Radjak launches rapid cardiac, stroke unit for urban emergencies | Healthcare Asia Magazine
, Indonesia
Abdul Barry, director at Radjak Hospital Group

Radjak launches rapid cardiac, stroke unit for urban emergencies

It may roll out the model across its urban hospitals as demand grows. 

Radjak Hospital Group launched a dedicated Advanced Cardiac & Stroke Response Unit in November, targeting faster treatment for two of Indonesia’s most time-sensitive medical emergencies as urban hospitals struggle with rising cardiovascular cases and growing congestion.

“Our starting point was very practical,” Abdul Barry, director at Radjak Hospital Group, told Healthcare Asia. “In urban areas, distance and process are the biggest enemies of cardiac and stroke patients. We built this unit to remove both.”

Urbanisation has reshaped healthcare demand in Indonesia’s major cities. Population density has increased pressure on emergency services, whilst traffic, distance and fragmented hospital workflows continue to delay care for heart attacks and strokes, where survival often depends on minutes.

Conventional hospital care often sends patients through multiple departments—emergency, imaging, intervention, and intensive care—adding time at every step. Radjak’s unit compresses those stages into a single, coordinated pathway that brings triage, advanced imaging, catheterisation access, and intensive monitoring under one system.

The unit is located in dense urban areas where emergency response times have been hardest to manage. By cutting internal transfers and aligning clinical teams, Radjak aims to shorten the time between diagnosis and intervention.

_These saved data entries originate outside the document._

//! Intercompany elimination reconciliation.
//!
//! Each rule pairs two (entity, account) sides, optionally narrowed by
//! comma-separated narrative keywords. Measurement is row-level and
//! filtered; elimination is account-level and unfiltered, because the
//! target table is already aggregated per account and carries no
//! narrative. That asymmetry is load-bearing and must not be "fixed".
//!
//! Rules are applied strictly in configured order. Measurement always
//! reads the immutable ledger window, never the mutated target, so rules
//! sharing an (entity, account) pair re-measure the original amounts and
//! later rules may re-zero accounts earlier rules already touched.

use rust_decimal::Decimal;
use serde::{Deserialize, Serialize};

use crate::mapping::MappedMovement;
use crate::types::{AccountBalance, LedgerRow, Money};

/// One side of an intercompany rule.
#[derive(Debug, Clone, Serialize, Deserialize)]
pub struct RuleSide {
    pub entity: String,
    pub account: String,
    /// Comma-separated keywords matched case-insensitively against the
    /// posting narrative. Empty or absent matches every row.
    #[serde(skip_serializing_if = "Option::is_none", default)]
    pub narrative_filter: Option<String>,
}

impl RuleSide {
    fn keywords(&self) -> Vec<String> {
        self.narrative_filter
            .as_deref()
            .unwrap_or("")
            .split(',')
            .map(|k| k.trim().to_uppercase())
            .filter(|k| !k.is_empty())
            .collect()
    }

    /// Row-level match: entity, account, and any keyword as substring of
    /// the narrative.
    pub fn matches(&self, row: &LedgerRow) -> bool {
        if row.entity != self.entity || row.account != self.account {
            return false;
        }
        let keywords = self.keywords();
        if keywords.is_empty() {
            return true;
        }
        let narrative = row
            .narrative
            .as_deref()
            .unwrap_or("")
            .to_uppercase();
        keywords.iter().any(|k| narrative.contains(k))
    }
}

/// An ordered intercompany elimination rule.
#[derive(Debug, Clone, Serialize, Deserialize)]
pub struct EliminationRule {
    pub description: String,
    #[serde(skip_serializing_if = "Option::is_none", default)]
    pub comment: Option<String>,
    pub side_a: RuleSide,
    pub side_b: RuleSide,
}

/// Outcome severity of a processed rule. Rules with zero amounts on both
/// sides are skipped and never reach the reconciliation table.
#[derive(Debug, Clone, Copy, PartialEq, Eq, Serialize, Deserialize)]
#[serde(rename_all = "snake_case")]
pub enum RuleStatus {
    /// Residual within tolerance.
    Balanced,
    /// Residual beyond tolerance, or only one side populated; both sides
    /// zeroed anyway and flagged for operator review.
    ForcedElimination,
}

/// One row of the reconciliation table.
#[derive(Debug, Clone, Serialize, Deserialize)]
pub struct Reconciliation {
    pub description: String,
    pub entity_a: String,
    pub account_a: String,
    pub amount_a: Money,
    pub entity_b: String,
    pub account_b: String,
    pub amount_b: Money,
    /// Signed sum of both sides; zero when the legs offset exactly.
    pub residual: Money,
    pub status: RuleStatus,
    #[serde(skip_serializing_if = "Option::is_none", default)]
    pub comment: Option<String>,
}

impl Reconciliation {
    pub fn is_forced(&self) -> bool {
        self.status == RuleStatus::ForcedElimination
    }
}

/// Sum of net movement over ledger rows matching one rule side.
pub fn measure(ledger: &[LedgerRow], side: &RuleSide) -> Money {
    ledger
        .iter()
        .filter(|r| side.matches(r))
        .map(|r| r.movement())
        .sum()
}

fn reconcile_rules<F>(
    ledger: &[LedgerRow],
    rules: &[EliminationRule],
    tolerance: Money,
    mut zero_account: F,
) -> Vec<Reconciliation>
where
    F: FnMut(&str, &str),
{
    let mut recap = Vec::new();

    for rule in rules {
        let amount_a = measure(ledger, &rule.side_a);
        let amount_b = measure(ledger, &rule.side_b);

        // No movement on either side this period: the rule is a no-op.
        if amount_a.is_zero() && amount_b.is_zero() {
            continue;
        }

        let residual = amount_a + amount_b;
        let status = if residual.abs() <= tolerance {
            RuleStatus::Balanced
        } else {
            RuleStatus::ForcedElimination
        };

        // Account-level zeroing, keyword filter deliberately not reapplied.
        zero_account(&rule.side_a.entity, &rule.side_a.account);
        zero_account(&rule.side_b.entity, &rule.side_b.account);

        recap.push(Reconciliation {
            description: rule.description.clone(),
            entity_a: rule.side_a.entity.clone(),
            account_a: rule.side_a.account.clone(),
            amount_a,
            entity_b: rule.side_b.entity.clone(),
            account_b: rule.side_b.account.clone(),
            amount_b,
            residual,
            status,
            comment: rule.comment.clone(),
        });
    }

    recap
}

/// Eliminate P&L intercompany movements.
///
/// Amounts are measured on the monthly ledger window; zeroing clears the
/// net movement of every aggregated row for each side's (entity, account)
/// pair. All other fields are untouched.
pub fn eliminate_pl(
    monthly: &[LedgerRow],
    mapped: &[MappedMovement],
    rules: &[EliminationRule],
    tolerance: Money,
) -> (Vec<MappedMovement>, Vec<Reconciliation>) {
    let mut eliminated = mapped.to_vec();

    let recap = reconcile_rules(monthly, rules, tolerance, |entity, account| {
        for row in eliminated
            .iter_mut()
            .filter(|r| r.entity == entity && r.account == account)
        {
            row.movement = Decimal::ZERO;
        }
    });

    (eliminated, recap)
}

/// Eliminate balance-sheet intercompany balances.
///
/// Same matching logic as the P&L pass, but amounts are measured on the
/// year-to-date ledger window and zeroing targets the per-account YTD
/// balance table.
pub fn eliminate_bs(
    ytd: &[LedgerRow],
    balances: &[AccountBalance],
    rules: &[EliminationRule],
    tolerance: Money,
) -> (Vec<AccountBalance>, Vec<Reconciliation>) {
    let mut eliminated = balances.to_vec();

    let recap = reconcile_rules(ytd, rules, tolerance, |entity, account| {
        for row in eliminated
            .iter_mut()
            .filter(|r| r.entity == entity && r.account == account)
        {
            row.balance = Decimal::ZERO;
        }
    });

    (eliminated, recap)
}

“For heart attack and stroke cases, the clock always wins if the system moves slowly,” Barry said in an interview. “Our goal is to make sure the system moves at the same speed as the emergency.”

Radjak sees the unit as a model that can be replicated across its urban hospital network as demand rises. Rather than relying on referrals between facilities, the group is focusing on standardised specialist services that can operate consistently across locations.

Early results show fewer delays in diagnosis and smoother patient flow, supporting Radjak’s view that city hospitals must handle constant demand, not just peak periods.

“Machines don’t save lives—systems do,” Barry said. “Technology only matters when it shortens the path to treatment.”

The unit is supported by network-wide electronic medical records and artificial intelligence-assisted diagnostic tools, letting clinicians access patient data quickly and coordinate care across teams. Barry said the integration has reduced administrative delays during critical cases.

“If digital tools add steps, they fail,” he said. “In critical care, they must remove them.”

Cardiovascular disease and stroke remain among Indonesia’s leading causes of death, with incidence rising fastest in cities. Radjak’s focus on time-critical specialisation reflects where it sees the sharpest strain on healthcare capacity over the next decade.

“A hospital operating in a city must be built for constant demand,” Barry said. “This unit is our response to that reality.”